New Contributor
Posts: 3
Registered: ‎02-01-2017
Accepted Solution

Minimum hardware configuration for a small cluster with small data

[ Edited ]

We have an application that is backed by a 'small' database (~1TB of data in Oracle SE). The database is growing slowly at the moment (about 1GB per month), however that will increase in the future. A lot of this data is historical / cold. We are considering using a product called Gluent to help us offload data to a Hadoop cluster, however Hadoop is completely new to us and initially it seems like overkill. That said, I can see many advantages for having a Hadoop cluster as a 'data lake' for both the database data and various data related to the application that is not stored in the database at the moment (e.g. data files that currently reside on the application server).
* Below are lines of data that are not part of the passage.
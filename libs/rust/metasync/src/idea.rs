use crate::{
    address::{ContentAddress, PointerId},
    pointer::{Pointer, PointerError},
};
use async_trait::async_trait;
use futures::{StreamExt, stream::BoxStream};
use serde::{Deserialize, Serialize};
use std::{fmt, sync::Arc};

/// State-changing events emitted by an Idea contract.
#[derive(Debug, Clone, Copy, PartialEq, Eq, Hash)]
pub enum ContractEvent {
    ProposalAccepted,
    ProposalRejected,
}

impl ContractEvent {
    pub const fn name(self) -> &'static str {
        match self {
            Self::ProposalAccepted => "ProposalAccepted",
            Self::ProposalRejected => "ProposalRejected",
        }
    }

    pub fn from_name(name: &str) -> Option<Self> {
        match name {
            "ProposalAccepted" => Some(Self::ProposalAccepted),
            "ProposalRejected" => Some(Self::ProposalRejected),
            _ => None,
        }
    }
}

impl fmt::Display for ContractEvent {
    fn fmt(&self, f: &mut fmt::Formatter<'_>) -> fmt::Result {
        f.write_str(self.name())
    }
}

/// The on-chain side of an Idea: its metadata address and its event log.
#[async_trait]
pub trait IdeaContract: Send + Sync {
    fn id(&self) -> &PointerId;

    async fn ipfs_addr(&self) -> Result<String, PointerError>;

    /// Streams the requested events in log order, starting from the moment of
    /// the call.
    fn events(&self, kinds: &[ContractEvent]) -> BoxStream<'static, ContractEvent>;
}

/// Metadata document an Idea points at.
#[derive(Debug, Clone, Default, PartialEq, Eq, Serialize, Deserialize)]
#[serde(default)]
pub struct IdeaMetadata {
    pub title: String,
    pub description: String,
    pub payload: Vec<ContentAddress>,
}

/// An installable module referenced from [`IdeaMetadata::payload`].
#[derive(Debug, Clone, Default, PartialEq, Eq, Serialize, Deserialize)]
#[serde(default)]
pub struct IdeaPayload {
    pub loader: String,
    pub module: Vec<u8>,
}

const META_EVENTS: &[ContractEvent] = &[ContractEvent::ProposalAccepted];

/// Pointer to the metadata stored at an Idea contract. The address only
/// changes when a proposal is accepted.
pub struct IdeaMetaProvider {
    contract: Arc<dyn IdeaContract>,
}

impl IdeaMetaProvider {
    pub fn new(contract: Arc<dyn IdeaContract>) -> Self {
        Self { contract }
    }
}

#[async_trait]
impl Pointer for IdeaMetaProvider {
    fn id(&self) -> &PointerId {
        self.contract.id()
    }

    async fn current_address(&self) -> Result<ContentAddress, PointerError> {
        let raw = self.contract.ipfs_addr().await?;
        Ok(ContentAddress::parse(&raw)?)
    }

    fn changes(&self) -> BoxStream<'static, ()> {
        self.contract.events(META_EVENTS).map(|_| ()).boxed()
    }
}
Based on my (very limited) understanding of Gluent, for our usage the majority of the processing would still be in Oracle, with only the occasional queries to the 'cold' data in Hadoop, so responsiveness is not a very high priority. i.e. I believe we might be able to get away with 'low end' specs.


My question is: what are the minimum hardware specs for a small cluster to fit our scenario? I'm sure there's an element of "it depends" in the answer, but I guess I want to verify that it is feasible to start a 'production' cluster with minimal resources (e.g. balanced nodes w/ ~4-6 CPU, ~16-32GB RAM, and ~500GB - 1TB disks), with the ability to scale up in the years to come.

Cloudera Employee
Posts: 43
Registered: ‎10-07-2016

Re: Minimum hardware configuration for a small cluster with small data



Josh here, from Cloudera. Thanks for reaching out on this.
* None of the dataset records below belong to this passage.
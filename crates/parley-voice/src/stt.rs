//! **Speech-to-Text (STT)**: turn a persisted upload into text for the reply generator.
//!
//! Implement `SttBackend` for a remote provider or a test double. The core never inspects
//! the audio encoding; format problems are the provider's to report.

use crate::error::{VoiceError, VoiceResult};
use std::path::Path;
use std::time::Duration;
use tracing::debug;

/// Backend for converting an audio file to text.
#[async_trait::async_trait]
pub trait SttBackend: Send + Sync {
    /// Transcribe the file at `audio_path`. Silence is `Ok(String::new())`, not an error.
    async fn transcribe(&self, audio_path: &Path) -> VoiceResult<String>;
}

/// Placeholder STT: returns a fixed string without reading the file.
#[derive(Debug, Default)]
pub struct PlaceholderStt {
    /// If set, return this instead of an empty transcript.
    pub response: Option<String>,
}

impl PlaceholderStt {
    pub fn new() -> Self {
        Self::default()
    }

    pub fn with_response(s: impl Into<String>) -> Self {
        Self {
            response: Some(s.into()),
        }
    }
}

#[async_trait::async_trait]
impl SttBackend for PlaceholderStt {
    async fn transcribe(&self, _audio_path: &Path) -> VoiceResult<String> {
        Ok(self.response.clone().unwrap_or_default())
    }
}

/// Production STT backend: OpenAI-compatible transcription API (`/audio/transcriptions`).
#[derive(Debug, Clone)]
pub struct OpenAiStt {
    /// Base URL without trailing slash (e.g. https://api.openai.com/v1).
    pub base_url: String,
    api_key: String,
    /// Model: whisper-1 or gpt-4o-transcribe, etc.
    pub model: String,
    client: reqwest::Client,
}

impl OpenAiStt {
    pub fn new(
        base_url: impl Into<String>,
        api_key: impl Into<String>,
        model: impl Into<String>,
        timeout: Duration,
    ) -> VoiceResult<Self> {
        let client = reqwest::Client::builder()
            .timeout(timeout)
            .build()
            .map_err(|e| VoiceError::Config(format!("STT client: {}", e)))?;
        Ok(Self {
            base_url: base_url.into(),
            api_key: api_key.into(),
            model: model.into(),
            client,
        })
    }
}

#[async_trait::async_trait]
impl SttBackend for OpenAiStt {
    async fn transcribe(&self, audio_path: &Path) -> VoiceResult<String> {
        let bytes = tokio::fs::read(audio_path)
            .await
            .map_err(|e| VoiceError::TranscriptionFailed(format!("read {}: {}", audio_path.display(), e)))?;
        let file_name = audio_path
            .file_name()
            .and_then(|n| n.to_str())
            .unwrap_or("audio.wav")
            .to_string();
        debug!(target: "parley::stt", file = %file_name, bytes = bytes.len(), "Uploading audio for transcription");

        let url = format!("{}/audio/transcriptions", self.base_url.trim_end_matches('/'));
        let part = reqwest::multipart::Part::bytes(bytes)
            .file_name(file_name)
            .mime_str("audio/wav")
            .map_err(|e| VoiceError::TranscriptionFailed(e.to_string()))?;
        let form = reqwest::multipart::Form::new()
            .part("file", part)
            .text("model", self.model.clone());
        let res = self
            .client
            .post(&url)
            .bearer_auth(&self.api_key)
            .multipart(form)
            .send()
            .await
            .map_err(|e| VoiceError::TranscriptionFailed(e.to_string()))?;
        if !res.status().is_success() {
            let status = res.status();
            let body = res.text().await.unwrap_or_default();
            return Err(VoiceError::TranscriptionFailed(format!(
                "STT API error {}: {}",
                status, body
            )));
        }
        let json: serde_json::Value = res
            .json()
            .await
            .map_err(|e| VoiceError::TranscriptionFailed(e.to_string()))?;
        Ok(transcript_text(&json))
    }
}

/// `text` field of a transcription response; absent or non-string means nothing was heard.
fn transcript_text(json: &serde_json::Value) -> String {
    json.get("text")
        .and_then(|t| t.as_str())
        .unwrap_or("")
        .trim()
        .to_string()
}
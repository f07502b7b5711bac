//! API error handling

use axum::{
    http::StatusCode,
    response::{IntoResponse, Response},
    Json,
};
use parley_voice::VoiceError;
use serde_json::json;
use tracing::{error, warn};

/// API error type
#[derive(Debug)]
pub struct ApiError {
    pub status: StatusCode,
    pub message: String,
}

impl ApiError {
    pub fn bad_request(msg: impl Into<String>) -> Self {
        Self {
            status: StatusCode::BAD_REQUEST,
            message: msg.into(),
        }
    }

    pub fn not_found(msg: impl Into<String>) -> Self {
        Self {
            status: StatusCode::NOT_FOUND,
            message: msg.into(),
        }
    }

    pub fn internal(msg: impl Into<String>) -> Self {
        Self {
            status: StatusCode::INTERNAL_SERVER_ERROR,
            message: msg.into(),
        }
    }
}

impl IntoResponse for ApiError {
    fn into_response(self) -> Response {
        (self.status, Json(json!({ "error": self.message }))).into_response()
    }
}

impl From<VoiceError> for ApiError {
    fn from(err: VoiceError) -> Self {
        match &err {
            VoiceError::NoFileProvided => ApiError::bad_request(err.to_string()),
            VoiceError::OutputNotFound(id) => {
                warn!(target: "parley::gateway", id = %id, "Requested reply audio is gone or unknown");
                ApiError::not_found(err.to_string())
            }
            e if e.is_remote() => {
                error!(target: "parley::gateway", "Upstream service failed: {}", err);
                ApiError::internal(err.to_string())
            }
            _ => {
                error!(target: "parley::gateway", "Request failed: {}", err);
                ApiError::internal(err.to_string())
            }
        }
    }
}
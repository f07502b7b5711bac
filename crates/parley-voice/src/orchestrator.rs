//! Turn Orchestrator - composes transcription, reply generation and synthesis
//!
//! Two flows:
//! - transcribe-only: upload → STT → text
//! - full turn: (sweep) → (upload → STT) → window + persona → completion → TTS → reply reference
//!
//! Every step's error aborts the rest. Upload files are released on every exit path by
//! their guard; output files are only kept once synthesis has completed.

use crate::catalog::VoiceCatalog;
use crate::conversation::{ConversationTurn, DEFAULT_HISTORY_LIMIT};
use crate::ephemeral::{EphemeralStore, FilePurpose};
use crate::error::{VoiceError, VoiceResult};
use crate::reply::ReplyGenerator;
use crate::stt::SttBackend;
use crate::tts::SpeechSynthesizer;
use serde::Serialize;
use std::sync::Arc;
use std::time::Duration;
use tracing::{debug, info, warn};

/// Route prefix under which synthesized replies are served.
pub const LISTEN_PREFIX: &str = "/listen";

/// Configuration for the turn orchestrator
#[derive(Debug, Clone)]
pub struct OrchestratorConfig {
    /// Preferred synthesis voice name. Empty means "first voice in the catalog".
    pub voice_name: String,
    /// Sweep `outputs/` before answering a JSON conversation.
    pub sweep_on_ask: bool,
    /// Sweep `outputs/` before answering an audio upload.
    pub sweep_on_conversation: bool,
    /// Outputs younger than this survive a sweep. Zero sweeps everything.
    pub output_min_age: Duration,
}

impl Default for OrchestratorConfig {
    fn default() -> Self {
        Self {
            voice_name: "Raj".to_string(),
            sweep_on_ask: true,
            sweep_on_conversation: false,
            output_min_age: Duration::ZERO,
        }
    }
}

/// Reply text plus the opaque reference to its audio.
#[derive(Debug, Clone, PartialEq, Eq, Serialize)]
pub struct ReplyResult {
    pub text: String,
    /// `/listen/<id>.mp3`
    pub audio: String,
    #[serde(skip)]
    pub audio_id: String,
}

/// The turn-processing pipeline
#[derive(Clone)]
pub struct TurnOrchestrator {
    config: OrchestratorConfig,
    stt: Arc<dyn SttBackend>,
    replies: ReplyGenerator,
    synthesizer: SpeechSynthesizer,
    catalog: Arc<VoiceCatalog>,
    files: EphemeralStore,
}

impl TurnOrchestrator {
    pub fn new(
        config: OrchestratorConfig,
        stt: Arc<dyn SttBackend>,
        replies: ReplyGenerator,
        synthesizer: SpeechSynthesizer,
        catalog: Arc<VoiceCatalog>,
        files: EphemeralStore,
    ) -> Self {
        if replies.history_limit() != DEFAULT_HISTORY_LIMIT {
            info!(target: "parley::turn", limit = replies.history_limit(), "Non-default history window");
        }
        Self {
            config,
            stt,
            replies,
            synthesizer,
            catalog,
            files,
        }
    }

    pub fn files(&self) -> &EphemeralStore {
        &self.files
    }

    /// Voice name actually in use after applying the catalog default.
    pub fn voice_name(&self) -> &str {
        if self.config.voice_name.is_empty() {
            self.catalog.default_name().unwrap_or("")
        } else {
            &self.config.voice_name
        }
    }

    pub fn voice_id(&self) -> &str {
        self.catalog.resolve(self.voice_name())
    }

    /// Persist `audio`, transcribe it, and delete it again whatever the outcome.
    pub async fn transcribe_upload(&self, audio: &[u8]) -> VoiceResult<String> {
        let upload = self.files.persist_upload(audio).await?;
        let result = self.stt.transcribe(upload.path()).await;
        upload.release().await;
        match &result {
            Ok(text) if text.is_empty() => debug!(target: "parley::turn", "Empty transcript"),
            Ok(text) => debug!(target: "parley::turn", chars = text.len(), "Transcribed upload"),
            Err(e) => warn!(target: "parley::turn", "Transcription failed: {}", e),
        }
        result
    }

    /// Full turn from a fresh audio upload: the transcript becomes a single user turn.
    pub async fn respond_to_audio(&self, audio: &[u8]) -> VoiceResult<ReplyResult> {
        if self.config.sweep_on_conversation {
            self.sweep_outputs().await;
        }
        let transcript = self.transcribe_upload(audio).await?;
        self.reply_with_audio(&[ConversationTurn::user(transcript)]).await
    }

    /// Full turn from a caller-assembled conversation.
    pub async fn respond(&self, conversation: &[ConversationTurn]) -> VoiceResult<ReplyResult> {
        if self.config.sweep_on_ask {
            self.sweep_outputs().await;
        }
        self.reply_with_audio(conversation).await
    }

    /// Bytes of a previously returned reply. Swept or unknown ids are `OutputNotFound`.
    pub async fn open_output(&self, id: &str) -> VoiceResult<Vec<u8>> {
        let path = self.files.resolve_output(id).await?;
        match tokio::fs::read(&path).await {
            Ok(bytes) => Ok(bytes),
            Err(e) if e.kind() == std::io::ErrorKind::NotFound => {
                Err(VoiceError::OutputNotFound(id.to_string()))
            }
            Err(e) => Err(e.into()),
        }
    }

    async fn sweep_outputs(&self) -> usize {
        self.files
            .sweep_older_than(FilePurpose::Output, self.config.output_min_age)
            .await
    }

    async fn reply_with_audio(&self, conversation: &[ConversationTurn]) -> VoiceResult<ReplyResult> {
        let text = self.replies.generate_reply(conversation).await?;

        let output = self.files.allocate_output().await?;
        let voice_id = self.voice_id();
        self.synthesizer.synthesize(&text, voice_id, output.path()).await?;
        let file = output
            .commit()
            .ok_or_else(|| VoiceError::SynthesisFailed("output file lost".to_string()))?;

        info!(target: "parley::turn", audio = %file.id, "Reply ready");
        Ok(ReplyResult {
            text,
            audio: format!("{}/{}", LISTEN_PREFIX, file.id),
            audio_id: file.id,
        })
    }
}
//! Error types for the Parley turn pipeline

use std::path::PathBuf;
use thiserror::Error;

/// Result type alias for voice operations
pub type VoiceResult<T> = Result<T, VoiceError>;

/// Errors that can occur while processing a voice turn
#[derive(Error, Debug)]
pub enum VoiceError {
    /// The client did not send an audio field.
    #[error("No file found")]
    NoFileProvided,

    #[error("Transcription failed: {0}")]
    TranscriptionFailed(String),

    #[error("Reply generation failed: {0}")]
    ReplyGenerationFailed(String),

    #[error("Speech synthesis failed: {0}")]
    SynthesisFailed(String),

    /// Only ever logged; never returned from a request that otherwise succeeded.
    #[error("Failed to remove {path}: {source}")]
    FileCleanupFailed {
        path: PathBuf,
        #[source]
        source: std::io::Error,
    },

    /// Startup voice listing failed; the catalog stays empty.
    #[error("Voice catalog unavailable: {0}")]
    CatalogUnavailable(String),

    #[error("Output not found: {0}")]
    OutputNotFound(String),

    #[error("Configuration error: {0}")]
    Config(String),

    #[error("IO error: {0}")]
    Io(#[from] std::io::Error),
}

impl VoiceError {
    /// True for failures of a remote dependency (STT, completion, TTS, voice listing).
    pub fn is_remote(&self) -> bool {
        matches!(
            self,
            VoiceError::TranscriptionFailed(_)
                | VoiceError::ReplyGenerationFailed(_)
                | VoiceError::SynthesisFailed(_)
                | VoiceError::CatalogUnavailable(_)
        )
    }
}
As far as verifying whether or not your outlined configuration would work, the short answer would be perhaps.


You might have already seen it, but I'll point to this blog post as a reference. It's a good read, and includes a matrix for deciding the specs for your cluster's nodes. If you look, you'll see the configuration you're proposing is in the neighborhood of a "Light Processing Configuration", but for every other configuration listed, it starts to fall short. As long as you don't make a fully stacked cluster with every service imaginable(it seems like you don't intend on doing that), the "Light Processing" config could suffice. You can also check out this other community post to get a better idea of how speccing your cluster could pan out in terms of how many nodes you would want. 
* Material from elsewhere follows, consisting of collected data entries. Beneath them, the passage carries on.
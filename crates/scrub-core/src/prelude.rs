pub use crate::binding::{BoundValue, Change, Property, SubKey, Subscription};
pub use crate::color::Color;
pub use crate::effects::Dispose;
pub use crate::error::{BindingError, ParseError};
pub use crate::geometry::{Rect, Size, Vec2};
pub use crate::input::{
    Cursor, FocusDirection, InputEvent, Key, KeyEvent, Modifiers, PointerButton, PointerEvent,
    PointerEventKind,
};
pub use crate::scene::{DisplayList, DrawCmd, TextExtent};
pub use crate::timer::{Clock, SystemClock, TestClock, TimerHandle, Timers, now, set_clock};
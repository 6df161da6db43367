//! Inline text entry: the transient keyboard-editing session popped up
//! by a click (or by keyboard focus) on the scrubber.

use scrub_core::{Color, Cursor, FocusDirection, Key, KeyEvent, ParseError};
use unicode_segmentation::UnicodeSegmentation;

use crate::config::Alignment;
use crate::host::{TextEntry, TextEntryInit, WindowHost};

/// Entry background while the buffer holds something unparseable.
pub const ERROR_COLOR: Color = Color(255, 192, 192, 255);

/// What a key press amounts to, decided here, acted on by the widget.
#[derive(Clone, Copy, Debug, PartialEq, Eq)]
pub enum EditKey {
    Commit,
    CommitAndNavigate(FocusDirection),
    Cancel,
    Edited,
    Ignored,
}

struct EditSession {
    entry: Box<dyn TextEntry>,
    buffer: String,
    /// The pre-filled text starts fully selected; the first edit
    /// replaces it wholesale.
    all_selected: bool,
    faulted: bool,
}

impl EditSession {
    fn sync_entry(&mut self) {
        self.entry.set_text(&self.buffer);
        if self.faulted {
            self.faulted = false;
            self.entry.set_background(None);
        }
    }
}

#[derive(Default)]
pub struct InlineTextEditor {
    session: Option<EditSession>,
}

impl InlineTextEditor {
    pub fn new() -> Self {
        Self::default()
    }

    pub fn is_open(&self) -> bool {
        self.session.is_some()
    }

    /// Pop up the entry over the scrubber: text cursor, sized to the
    /// widget, pre-filled with the display text, fully selected,
    /// focused. No-op while a session is already live.
    pub fn open(&mut self, window: &dyn WindowHost, text: &str, alignment: Alignment) {
        if self.session.is_some() {
            return;
        }
        window.set_cursor(Cursor::Text);
        let mut entry = window.create_text_entry(TextEntryInit {
            text: text.to_string(),
            alignment,
            size: window.client_size(),
        });
        entry.select_all();
        entry.focus();
        self.session = Some(EditSession {
            entry,
            buffer: text.to_string(),
            all_selected: true,
            faulted: false,
        });
    }

    /// Tear down the entry (the host control dies with the box) and
    /// restore the draggable cursor.
    pub fn close(&mut self, window: &dyn WindowHost) {
        if self.session.take().is_some() {
            window.set_cursor(Cursor::Hand);
        }
    }

    pub fn on_key(&mut self, event: &KeyEvent) -> EditKey {
        let Some(session) = &mut self.session else {
            return EditKey::Ignored;
        };
        match event.key {
            Key::Enter => EditKey::Commit,
            Key::Escape => EditKey::Cancel,
            Key::Tab => EditKey::CommitAndNavigate(if event.modifiers.shift {
                FocusDirection::Backward
            } else {
                FocusDirection::Forward
            }),
            Key::Character(c) => {
                if session.all_selected {
                    session.buffer.clear();
                    session.all_selected = false;
                }
                session.buffer.push(c);
                session.sync_entry();
                EditKey::Edited
            }
            Key::Backspace => {
                if session.all_selected {
                    session.buffer.clear();
                    session.all_selected = false;
                } else if let Some((idx, _)) = session.buffer.grapheme_indices(true).next_back() {
                    session.buffer.truncate(idx);
                }
                session.sync_entry();
                EditKey::Edited
            }
            _ => EditKey::Ignored,
        }
    }

    /// Current buffer, when a session is live.
    pub fn buffer(&self) -> Option<&str> {
        self.session.as_ref().map(|s| s.buffer.as_str())
    }

    /// Parse the buffer as a number.
    pub fn parse(&self) -> Result<f64, ParseError> {
        let buffer = self.buffer().unwrap_or_default();
        buffer.trim().parse::<f64>().map_err(|_| ParseError {
            input: buffer.to_string(),
        })
    }

    /// Flag the entry as holding a bad value: recolored background,
    /// session stays open for correction. The next edit clears it.
    pub fn mark_faulted(&mut self) {
        if let Some(session) = &mut self.session {
            session.faulted = true;
            session.entry.set_background(Some(ERROR_COLOR));
        }
    }

    pub fn is_faulted(&self) -> bool {
        self.session.as_ref().is_some_and(|s| s.faulted)
    }

    /// The parent control resized; keep the entry matching it.
    pub fn resized(&mut self, size: scrub_core::Size) {
        if let Some(session) = &mut self.session {
            session.entry.set_size(size);
        }
    }
}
So, in short, perhaps. Let me know if this helps or if you have any other questions.




New Contributor
Posts: 3
Registered: ‎02-01-2017

Re: Minimum hardware configuration for a small cluster with small data

Thanks Josh! Yep, I did read that excellent blog post. I was mostly interested to hear if anyone else has been in a similar situation, and how they resolved it. We'll proceed as best we can and I'll report back here in the future to let everyone know how it goes.